Audio MultiChallenge measures intelligence and instruction following in audio. TML-Interaction-Small scores 43.4%, above GPT-Realtime-1.5 (34.7%) and Gemini-3.1-flash-live-preview (26.8%), but below GPT-Realtime-2.0 at xhigh (48.5%). This is the benchmark where the intelligence-interactivity tradeoff is visible.

The gap between TML-Interaction-Small and GPT-Realtime-2.0 at xhigh is 5.1 percentage points. That is a significant, but not a huge gap, and it comes with a significant latency cost on the GPT-Realtime-2.0 side (1.63 seconds versus 0.40 seconds). Whether that tradeoff is worth it depends on the application.

Response quality and tool-use

FD-bench v3 measures response quality and tool-call accuracy in audio-plus-tools scenarios. TML-Interaction-Small scores 82.8% response quality and 68.0% pass@1 with background agent enabled, compared to 80.0% / 52.0% for GPT-Realtime-2.0 at minimal settings and 81.0% / 58.0% at xhigh.

The pass@1 gap (68.0% versus 58.0%) is the most meaningful number here, as it measures whether the model actually completes tool-dependent tasks correctly. It looks like the dual architecture that separates tool calls from user interactions pays off.

New interactivity benchmarks: TimeSpeak, CueSpeak, and visual proactivity

Thinking Machines created two internal benchmarks and adapted three less widely used benchmarks to measure interactivity capabilities directly. These are worth examining carefully because no competing model performs meaningfully on any of them.

TimeSpeak (timed speech initiation): TML-Interaction-Small scores 64.7% macro-accuracy.
CueSpeak (verbal cue-triggered speech): TML-Interaction-Small scores 81.7% macro-accuracy.
RepCount-A (visual action counting): TML-Interaction-Small scores 33.4% off-by-one accuracy.
ProactiveVideoQA (visual cue-triggered speech): TML-Interaction-Small scores 31.5 PAUC (no response baseline = 25.0%).
Charades temporal localization (visual action timing): TML-Interaction-Small scores 30.4 mIoU.

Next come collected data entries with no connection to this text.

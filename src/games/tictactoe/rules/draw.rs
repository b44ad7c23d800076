//! Draw detection logic for tic-tac-toe.

use super::super::{Board, Cell};
use tracing::instrument;

/// Checks if the board is full (all squares occupied).
///
/// A full board with no winner indicates a draw.
#[instrument(skip(board))]
pub fn is_full(board: &Board) -> bool {
    board.cells().iter().all(|c| *c != Cell::Empty)
}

On most of these new benchmarks, GPT realtime-2.0 completely fails, with a result close to zero, or even zero (on the Charades benchmark, which requires the model to say "start" and "stop" at the right moments during a video).

It's hard for me to say how meaningful these results are, since those benchmarks are new and not yet independently validated, but they follow the general picture of the architectural differences and comparable benchmark results.

How Can I Access TML-Interaction-Small?

TML-Interaction-Small is currently in a limited research preview, and no pricing details have been announced. Thinking Machines plans to open broader access later in 2026. Interested researchers and developers can contact the team at interaction@thinkingmachines.ai to request access.

For comparison, GPT-Realtime-2 is priced at $32 per million audio input tokens and $64 per million audio output tokens, as we covered in our GPT-Realtime-2 overview. TML-Interaction-Small's pricing will likely be announced alongside the wider release.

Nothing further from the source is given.